Romulus Porescu House — One of the Most Beautiful Art Nouveau Buildings in Bucharest. Where to Find It and What's the Story Behind It
By Tronaru Iulia
- Articles
- 20 APR 26
One of the Most Beautiful Art Nouveau Houses in Bucharest. Where to Find It and What's the Story Behind It
At the corner of Negustori and Paleologu streets, in the heart of a neighborhood that has seen better days, stands a house with a round window. It's not just a detail — it's almost a statement of intent. The circular eye looks straight into the intersection like an elegant monocle, and behind its glass hides stained-wood with floral motifs, best seen in the evening, when the lights inside bring them to life.
The Romulus Porescu House, built in 1905, is one of the very few genuinely Art Nouveau buildings in Bucharest.
The Man Behind the House — the Architect
The architect who signed the project, Dimitrie Maimarolu (1859–1926), earned his diploma at the École des Beaux-Arts in Paris in 1885, after studying under Professor Julien Guadet. At the time, he was one of the most active and respected architects in the capital.
Maimarolu was no niche practitioner. The Military Circle Palace is his work, designed in the eclectic neoclassical style — a synthesis of classical antiquity, the late Renaissance, and the neoclassicism of the French school. He also contributed to the Patriarchate Palace and the Armenian Church, buildings that still define the skyline of central Bucharest. The Porescu House is, by comparison, a more intimate side of the same architect: the same sense of proportion, a different scale, a different language.
Who Was Romulus Porescu
The honest answer is that nobody knows for certain. Historians who have looked into the house searched for traces of the owner in the documents of the era, without success. In the 1937 and 1938 telephone directories, there is only one Porescu — Florian, on Ștefan Mihăileanu Street — with no clear connection established to the original owner of the house on Paleologu. Romulus remains a name on a façade: a bourgeois Bucharestian of 1900 who had the taste and the means to commission a beautiful home, and who otherwise dissolved into anonymity.
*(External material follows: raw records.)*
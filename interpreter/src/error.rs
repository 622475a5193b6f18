use std::{error, fmt};

/// Every way an evaluation can fail. All of these are fatal to the current
/// evaluation and propagate to the host; nothing is caught internally.
#[derive(Clone, Debug, PartialEq, Eq)]
pub enum RuntimeError {
  UndefinedSymbol(String),
  UndefinedFunction(String),
  ArgumentError(String),
  TypeError {
    expected: &'static str,
    found: &'static str,
  },
  TypeConversion {
    from: &'static str,
    to: &'static str,
  },
}

impl fmt::Display for RuntimeError {
  fn fmt(&self, f: &mut fmt::Formatter<'_>) -> fmt::Result {
    match self {
      Self::UndefinedSymbol(name) => write!(f, "Undefined symbol '{name}'"),
      Self::UndefinedFunction(name) => write!(f, "Undefined function '{name}'"),
      Self::ArgumentError(message) => write!(f, "{message}"),
      Self::TypeError { expected, found } => {
        write!(f, "Expected a {expected} value, but found {found}")
      }
      Self::TypeConversion { from, to } => {
        write!(f, "Cannot convert from {from} to {to}")
      }
    }
  }
}
impl error::Error for RuntimeError {}
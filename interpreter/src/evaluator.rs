use crate::{
  environment::{Environment, ScopeId},
  error::RuntimeError,
  function::{Function, Parameter, Parameters, UserFunction},
  value::{Value, ValueType},
};
use larch_syntax::ast::Node;

/// Walk the tree depth-first, reading and mutating the environment as the
/// nodes direct. The evaluator itself keeps no state; everything lives in
/// the environment or on the call stack.
pub fn evaluate(
  node: &Node,
  env: &mut Environment,
  scope: ScopeId,
) -> Result<Value, RuntimeError> {
  match node {
    Node::Symbol { name } => env.get_variable(scope, name).cloned(),
    Node::Integer { value } => Ok(Value::Integer(*value)),
    Node::Float { value } => Ok(Value::Float(*value)),
    Node::Boolean { value } => Ok(Value::Bool(*value)),
    Node::String { value } => Ok(Value::String(value.clone())),

    Node::VariableDeclaration { name, value, .. } => {
      let value = evaluate(value, env, scope)?;
      env.declare_variable(scope, name, value);
      Ok(Value::default())
    }

    Node::VariableAssignment { name, value } => {
      let value = evaluate(value, env, scope)?;
      env.assign_variable(scope, name, value)?;
      Ok(Value::default())
    }

    Node::FunctionDeclaration {
      name,
      parameters,
      return_type,
      body,
    } => {
      let parameters = parameters
        .iter()
        .map(|parameter| {
          resolve_type(&parameter.type_name).map(|t| Parameter::new(&parameter.name, t))
        })
        .collect::<Result<Parameters, _>>()?;
      let return_type = resolve_type(return_type)?;

      let function = UserFunction {
        name: name.clone(),
        parameters,
        return_type,
        body: body.clone(),
        scope,
      };
      env.declare_function(scope, name, Function::User(function));
      Ok(Value::default())
    }

    Node::FunctionCall { name, arguments } => {
      let function = env.get_function(scope, name)?;

      let mut values = Vec::with_capacity(arguments.len());
      for argument in arguments {
        values.push(evaluate(argument, env, scope)?);
      }

      function.execute(env, values)
    }

    Node::If {
      condition,
      then_branch,
      else_branch,
    } => match evaluate(condition, env, scope)? {
      Value::Bool(true) => evaluate(then_branch, env, scope),
      Value::Bool(false) => evaluate(else_branch, env, scope),
      other => Err(RuntimeError::TypeError {
        expected: ValueType::Bool.name(),
        found: other.value_type().name(),
      }),
    },

    Node::For {
      index,
      start,
      end,
      step,
      body,
    } => {
      let start = integer_bound(evaluate(start, env, scope)?)?;
      let end = integer_bound(evaluate(end, env, scope)?)?;
      let step = integer_bound(evaluate(step, env, scope)?)?;

      // a non-positive step with start < end never terminates; that is
      // accepted input-dependent behaviour, not a checked error
      let mut result = Value::default();
      let mut i = start;
      while i < end {
        env.declare_variable(scope, index, Value::Integer(i));
        for statement in body {
          result = evaluate(statement, env, scope)?;
        }
        i += step;
      }
      Ok(result)
    }

    Node::While { condition, body } => {
      let mut result = Value::default();
      loop {
        match evaluate(condition, env, scope)? {
          Value::Bool(true) => {
            for statement in body {
              result = evaluate(statement, env, scope)?;
            }
          }
          Value::Bool(false) => break Ok(result),
          other => {
            break Err(RuntimeError::TypeError {
              expected: ValueType::Bool.name(),
              found: other.value_type().name(),
            })
          }
        }
      }
    }

    Node::Script { statements } => {
      let mut result = Value::default();
      for statement in statements {
        result = evaluate(statement, env, scope)?;
      }
      Ok(result)
    }
  }
}

fn resolve_type(name: &str) -> Result<ValueType, RuntimeError> {
  ValueType::from_name(name)
    .ok_or_else(|| RuntimeError::ArgumentError(format!("unknown type '{name}'")))
}

fn integer_bound(value: Value) -> Result<i64, RuntimeError> {
  match value {
    Value::Integer(value) => Ok(value),
    other => Err(RuntimeError::TypeError {
      expected: ValueType::Integer.name(),
      found: other.value_type().name(),
    }),
  }
}
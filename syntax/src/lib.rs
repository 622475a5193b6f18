pub mod ast;
mod parser;
pub mod printer;
mod tokens;

pub use parser::{parse, Diagnostic, Parser};
pub use tokens::{tokenize, ColumnNumber, LexError, Lexer, LineNumber, Token, TokenKind};
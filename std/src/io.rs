use larch_interpreter::{RuntimeError, Value};

/// Prints its arguments space-separated on one line and passes the last one
/// through, so a print can wrap any expression
pub fn print(args: &[Value]) -> Result<Value, RuntimeError> {
  let line = args
    .iter()
    .map(ToString::to_string)
    .collect::<Vec<_>>()
    .join(" ");
  println!("{line}");

  Ok(args.last().cloned().unwrap_or_default())
}
use crate::{error::RuntimeError, function::Function, value::Value};
use ahash::AHashMap as HashMap;
use smartstring::alias::String;
use std::rc::Rc;

/// Index of a scope in the [`Environment`] arena.
///
/// Scopes are referenced by index instead of by pointer, so a scope can
/// never be used after the call frame that created it has been popped.
#[derive(Copy, Clone, Debug, PartialEq, Eq)]
pub struct ScopeId(usize);

struct Scope {
  name: String,
  parent: Option<ScopeId>,
  variables: HashMap<String, Value>,
  functions: HashMap<String, Rc<Function>>,
}

/// The scope arena. The global scope lives at index 0 for the lifetime of
/// the environment; call scopes are pushed on function entry and popped on
/// return, so the arena behaves as a scope stack.
pub struct Environment {
  scopes: Vec<Scope>,
}

impl Environment {
  pub const GLOBAL: ScopeId = ScopeId(0);

  pub fn new() -> Self {
    Self {
      scopes: vec![Scope {
        name: "global".into(),
        parent: None,
        variables: HashMap::new(),
        functions: HashMap::new(),
      }],
    }
  }

  pub fn push_scope(&mut self, name: &str, parent: ScopeId) -> ScopeId {
    self.scopes.push(Scope {
      name: name.into(),
      parent: Some(parent),
      variables: HashMap::new(),
      functions: HashMap::new(),
    });
    ScopeId(self.scopes.len() - 1)
  }

  pub fn pop_scope(&mut self) {
    debug_assert!(self.scopes.len() > 1, "the global scope is never popped");
    self.scopes.pop();
  }

  /// The scope's name prefixed by its ancestors, e.g. `global.fibonacci`
  pub fn scope_name(&self, scope: ScopeId) -> std::string::String {
    let mut names = Vec::new();
    let mut current = Some(scope);
    while let Some(ScopeId(index)) = current {
      names.push(self.scopes[index].name.as_str());
      current = self.scopes[index].parent;
    }
    names.reverse();
    names.join(".")
  }

  pub fn get_variable(&self, scope: ScopeId, name: &str) -> Result<&Value, RuntimeError> {
    let mut current = Some(scope);
    while let Some(ScopeId(index)) = current {
      if let Some(value) = self.scopes[index].variables.get(name) {
        return Ok(value);
      }
      current = self.scopes[index].parent;
    }
    Err(RuntimeError::UndefinedSymbol(name.to_string()))
  }

  /// Declares (or silently overwrites) a binding in the given scope only;
  /// never touches an outer scope
  pub fn declare_variable(&mut self, scope: ScopeId, name: &str, value: Value) {
    self.scopes[scope.0].variables.insert(name.into(), value);
  }

  /// Overwrites an existing binding wherever in the chain it was declared;
  /// assignment can reach outer scopes, declaration cannot
  pub fn assign_variable(
    &mut self,
    scope: ScopeId,
    name: &str,
    value: Value,
  ) -> Result<(), RuntimeError> {
    let mut current = Some(scope);
    while let Some(ScopeId(index)) = current {
      if let Some(binding) = self.scopes[index].variables.get_mut(name) {
        *binding = value;
        return Ok(());
      }
      current = self.scopes[index].parent;
    }
    Err(RuntimeError::UndefinedSymbol(name.to_string()))
  }

  pub fn get_function(&self, scope: ScopeId, name: &str) -> Result<Rc<Function>, RuntimeError> {
    let mut current = Some(scope);
    while let Some(ScopeId(index)) = current {
      if let Some(function) = self.scopes[index].functions.get(name) {
        return Ok(Rc::clone(function));
      }
      current = self.scopes[index].parent;
    }
    Err(RuntimeError::UndefinedFunction(name.to_string()))
  }

  pub fn declare_function(&mut self, scope: ScopeId, name: &str, function: Function) {
    self.scopes[scope.0]
      .functions
      .insert(name.into(), Rc::new(function));
  }
}

impl Default for Environment {
  fn default() -> Self {
    Self::new()
  }
}

#[cfg(test)]
mod tests {
  use super::*;

  #[test]
  fn should_resolve_variables_through_parent_chain() {
    let mut env = Environment::new();
    env.declare_variable(Environment::GLOBAL, "x", Value::Integer(1));

    let inner = env.push_scope("inner", Environment::GLOBAL);
    assert_eq!(env.get_variable(inner, "x"), Ok(&Value::Integer(1)));
  }

  #[test]
  fn should_fail_lookup_at_root() {
    let env = Environment::new();
    assert_eq!(
      env.get_variable(Environment::GLOBAL, "missing"),
      Err(RuntimeError::UndefinedSymbol("missing".to_string()))
    );
  }

  #[test]
  fn should_shadow_in_local_scope_without_touching_parent() {
    let mut env = Environment::new();
    env.declare_variable(Environment::GLOBAL, "x", Value::Integer(1));

    let inner = env.push_scope("inner", Environment::GLOBAL);
    env.declare_variable(inner, "x", Value::Integer(2));

    assert_eq!(env.get_variable(inner, "x"), Ok(&Value::Integer(2)));
    assert_eq!(
      env.get_variable(Environment::GLOBAL, "x"),
      Ok(&Value::Integer(1))
    );
  }

  #[test]
  fn should_assign_at_the_scope_where_declared() {
    let mut env = Environment::new();
    env.declare_variable(Environment::GLOBAL, "x", Value::Integer(1));

    let inner = env.push_scope("inner", Environment::GLOBAL);
    env.assign_variable(inner, "x", Value::Integer(5)).unwrap();

    assert_eq!(
      env.get_variable(Environment::GLOBAL, "x"),
      Ok(&Value::Integer(5))
    );
  }

  #[test]
  fn should_fail_assignment_to_undeclared_name() {
    let mut env = Environment::new();
    assert_eq!(
      env.assign_variable(Environment::GLOBAL, "x", Value::Integer(1)),
      Err(RuntimeError::UndefinedSymbol("x".to_string()))
    );
  }

  #[test]
  fn should_redeclare_in_same_scope_silently() {
    let mut env = Environment::new();
    env.declare_variable(Environment::GLOBAL, "x", Value::Integer(1));
    env.declare_variable(Environment::GLOBAL, "x", Value::Integer(2));
    assert_eq!(
      env.get_variable(Environment::GLOBAL, "x"),
      Ok(&Value::Integer(2))
    );
  }

  #[test]
  fn should_name_scopes_with_ancestry() {
    let mut env = Environment::new();
    let call = env.push_scope("fibonacci", Environment::GLOBAL);
    assert_eq!(env.scope_name(call), "global.fibonacci");
  }

  #[test]
  fn should_pop_scopes_in_stack_order() {
    let mut env = Environment::new();
    let first = env.push_scope("first", Environment::GLOBAL);
    let _second = env.push_scope("second", first);
    env.pop_scope();
    env.pop_scope();

    let again = env.push_scope("again", Environment::GLOBAL);
    assert_eq!(again, first);
  }
}
use larch_interpreter::{RuntimeError, Value};

/// Builds a FloatVector; the typed variadic signature has already widened
/// integer operands to floats by the time this runs
pub fn make_vector(args: &[Value]) -> Result<Value, RuntimeError> {
  let elements = args
    .iter()
    .map(|value| match value {
      Value::Float(value) => Some(*value),
      _ => None,
    })
    .collect::<Option<Vec<f64>>>();

  match elements {
    Some(elements) => Ok(Value::FloatVector(elements)),
    None => Err(RuntimeError::ArgumentError(
      "'make-vector' expects Float elements".to_string(),
    )),
  }
}

#[allow(clippy::cast_possible_wrap)]
pub fn length(args: &[Value]) -> Result<Value, RuntimeError> {
  match args {
    [Value::IntegerVector(values)] => Ok(Value::Integer(values.len() as i64)),
    [Value::FloatVector(values)] => Ok(Value::Integer(values.len() as i64)),
    [Value::StringVector(values)] => Ok(Value::Integer(values.len() as i64)),
    [Value::BoolVector(values)] => Ok(Value::Integer(values.len() as i64)),
    [Value::String(value)] => Ok(Value::Integer(value.len() as i64)),
    [other] => Err(RuntimeError::ArgumentError(format!(
      "'length' expects a vector, but received {}",
      other.value_type()
    ))),
    _ => Err(RuntimeError::ArgumentError(
      "'length' expects a single argument".to_string(),
    )),
  }
}

pub fn nth(args: &[Value]) -> Result<Value, RuntimeError> {
  let [collection, Value::Integer(index)] = args else {
    return Err(RuntimeError::ArgumentError(
      "'nth' expects a vector and an Integer index".to_string(),
    ));
  };

  let out_of_range = |len: usize| {
    RuntimeError::ArgumentError(format!(
      "index {index} is out of range for a vector of length {len}"
    ))
  };
  let position = usize::try_from(*index).ok();

  match collection {
    Value::IntegerVector(values) => position
      .and_then(|index| values.get(index))
      .map(|value| Value::Integer(*value))
      .ok_or_else(|| out_of_range(values.len())),
    Value::FloatVector(values) => position
      .and_then(|index| values.get(index))
      .map(|value| Value::Float(*value))
      .ok_or_else(|| out_of_range(values.len())),
    Value::StringVector(values) => position
      .and_then(|index| values.get(index))
      .map(|value| Value::String(value.clone()))
      .ok_or_else(|| out_of_range(values.len())),
    Value::BoolVector(values) => position
      .and_then(|index| values.get(index))
      .map(|value| Value::Bool(*value))
      .ok_or_else(|| out_of_range(values.len())),
    other => Err(RuntimeError::ArgumentError(format!(
      "'nth' expects a vector, but received {}",
      other.value_type()
    ))),
  }
}
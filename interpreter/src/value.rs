use crate::error::RuntimeError;
use itertools::Itertools;
use std::fmt;

#[derive(Copy, Clone, Debug, PartialEq, Eq)]
pub enum ValueType {
  Integer,
  Float,
  String,
  Bool,
  IntegerVector,
  FloatVector,
  StringVector,
  BoolVector,
}

impl ValueType {
  pub fn name(self) -> &'static str {
    match self {
      Self::Integer => "Integer",
      Self::Float => "Float",
      Self::String => "String",
      Self::Bool => "Bool",
      Self::IntegerVector => "IntegerVector",
      Self::FloatVector => "FloatVector",
      Self::StringVector => "StringVector",
      Self::BoolVector => "BoolVector",
    }
  }

  /// Resolve a type name as written in source
  pub fn from_name(name: &str) -> Option<Self> {
    match name {
      "Integer" => Some(Self::Integer),
      "Float" => Some(Self::Float),
      "String" => Some(Self::String),
      "Bool" => Some(Self::Bool),
      "IntegerVector" => Some(Self::IntegerVector),
      "FloatVector" => Some(Self::FloatVector),
      "StringVector" => Some(Self::StringVector),
      "BoolVector" => Some(Self::BoolVector),
      _ => None,
    }
  }
}

impl fmt::Display for ValueType {
  fn fmt(&self, f: &mut fmt::Formatter<'_>) -> fmt::Result {
    f.write_str(self.name())
  }
}

/// A runtime value. Values are copied on assignment and argument binding, so
/// two named bindings never alias the same storage.
#[derive(Clone, Debug, PartialEq)]
pub enum Value {
  Integer(i64),
  Float(f64),
  String(String),
  Bool(bool),
  IntegerVector(Vec<i64>),
  FloatVector(Vec<f64>),
  StringVector(Vec<String>),
  BoolVector(Vec<bool>),
}

impl Value {
  pub fn value_type(&self) -> ValueType {
    match self {
      Self::Integer(_) => ValueType::Integer,
      Self::Float(_) => ValueType::Float,
      Self::String(_) => ValueType::String,
      Self::Bool(_) => ValueType::Bool,
      Self::IntegerVector(_) => ValueType::IntegerVector,
      Self::FloatVector(_) => ValueType::FloatVector,
      Self::StringVector(_) => ValueType::StringVector,
      Self::BoolVector(_) => ValueType::BoolVector,
    }
  }

  pub fn is_type(&self, target: ValueType) -> bool {
    self.value_type() == target
  }

  /// Identity for matching types, widening for Integer to Float (scalar and
  /// element-wise). Every other conversion fails; there is deliberately no
  /// string to number or bool to number coercion.
  #[allow(clippy::cast_precision_loss)]
  pub fn convert_to(&self, target: ValueType) -> Result<Value, RuntimeError> {
    if self.is_type(target) {
      return Ok(self.clone());
    }

    match (self, target) {
      (Self::Integer(value), ValueType::Float) => Ok(Self::Float(*value as f64)),
      (Self::IntegerVector(values), ValueType::FloatVector) => Ok(Self::FloatVector(
        values.iter().map(|&value| value as f64).collect(),
      )),
      _ => Err(RuntimeError::TypeConversion {
        from: self.value_type().name(),
        to: target.name(),
      }),
    }
  }
}

impl Default for Value {
  fn default() -> Self {
    Self::Integer(0)
  }
}

impl fmt::Display for Value {
  fn fmt(&self, f: &mut fmt::Formatter<'_>) -> fmt::Result {
    match self {
      Self::Integer(value) => write!(f, "{value}"),
      Self::Float(value) => write!(f, "{value}"),
      Self::String(value) => write!(f, "{value}"),
      Self::Bool(value) => write!(f, "{value}"),
      Self::IntegerVector(values) => write!(f, "[{}]", values.iter().join(", ")),
      Self::FloatVector(values) => write!(f, "[{}]", values.iter().join(", ")),
      Self::StringVector(values) => write!(f, "[{}]", values.iter().join(", ")),
      Self::BoolVector(values) => write!(f, "[{}]", values.iter().join(", ")),
    }
  }
}

impl From<i64> for Value {
  fn from(value: i64) -> Self {
    Self::Integer(value)
  }
}
impl From<f64> for Value {
  fn from(value: f64) -> Self {
    Self::Float(value)
  }
}
impl From<bool> for Value {
  fn from(value: bool) -> Self {
    Self::Bool(value)
  }
}
impl From<&str> for Value {
  fn from(value: &str) -> Self {
    Self::String(value.to_string())
  }
}
impl From<String> for Value {
  fn from(value: String) -> Self {
    Self::String(value)
  }
}
impl From<Vec<i64>> for Value {
  fn from(values: Vec<i64>) -> Self {
    Self::IntegerVector(values)
  }
}
impl From<Vec<f64>> for Value {
  fn from(values: Vec<f64>) -> Self {
    Self::FloatVector(values)
  }
}
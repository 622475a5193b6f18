use larch_syntax::Token;

pub fn print(tokens: &[Token]) {
  let mut line = 0;

  println!("     ╭─[Tokens]");
  for token in tokens {
    if token.line == line {
      print!("     │ ");
    } else {
      print!("{:>4} │ ", token.line);
      line = token.line;
    }

    if let Some(error) = token.error {
      println!("{:?} ({}) - {}", token.kind, token.value, error.message());
    } else {
      println!("{:?} ({})", token.kind, token.value);
    }
  }
  println!("─────╯");
}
That, in a way, makes the story more interesting. The Military Circle Palace carries great names — generals, ministers, architects with marble busts. The house on Negustori–Paleologu carries only a family name and a round window.
What Makes This House Special
In architecture, Art Nouveau finds its expression in the curved, supple lines of buildings — façades adorned with wrought-iron plant motifs, stained glass, and floral decorations on pillars, walls, and ceilings. The Porescu House respects all of these principles, but gathers them into a small, residential volume, without any pretension.
The circular corner window surprises with the eye that looks straight into the heart of the intersection. Beyond its three-part structure, the stained glass with plant motifs is best admired after dark, when the interior lights come on.
The main façade doesn't face the street directly — an unusual architectural choice for Bucharest, which gives the building a slightly withdrawn, almost discreet air. A small balcony added later, with pink ribbon ornaments in its décor, brings a whimsical, domestic note — a sign that someone truly lived here and wanted to leave a personal mark on the wall. The plant ornaments on the exterior continue the interior logic of the stained glass: nature stylized into decoration, unmistakably Art Nouveau.
A Landmark in 1906 Bucharest
The house was already being noted as an architectural gem at the very moment the city was hosting it. On Paleologu Street, the house appears as "a small jewel" in Frédéric Damé's volume Bucarest en 1906 — the French journalist and historian who left the most detailed monograph of the capital at the turn of the twentieth century. The volume, unfinished and published posthumously in 1907, was translated into Romanian and reissued in 2007 by Paralela 45. That a small private house should become a landmark in a monograph of an entire city says something about its visual power.
Context: a Bucharest in Full Transformation
When Maimarolu was designing the Porescu House, Bucharest was a city building its identity at a feverish pace. Maimarolu belongs to the generation of architects who left behind the string of palaces raised at the turn of the nineteenth and twentieth centuries, when Bucharest was known as the "Little Paris."
Art Nouveau arrived here in a more fragmentary way, however. Bucharest is an interesting province of the movement, located at the geographical periphery of the style's expression — Art Nouveau elements appear mostly in fragments and pieces on buildings that are otherwise in conservative historicist styles. That is precisely why a house like the one on Negustori–Paleologu carries so much weight: it is a coherent, complete example of this visual language.
How It Looks Today
The house still stands, though the surrounding neighborhood has endured decades of neglect. The façade bears the marks of time, and certain later interventions — PVC windows, small additions — have partially altered the original image. The round window has remained. The stained glass has remained. The plant ornaments have remained.
For those who know how to look, that is enough.
The house is located at the corner of Negustori and Paleologu streets, in the Moșilor area — a central neighborhood, but one largely overlooked by the usual tourist circuits of the capital. It's worth a walk, especially in the evening.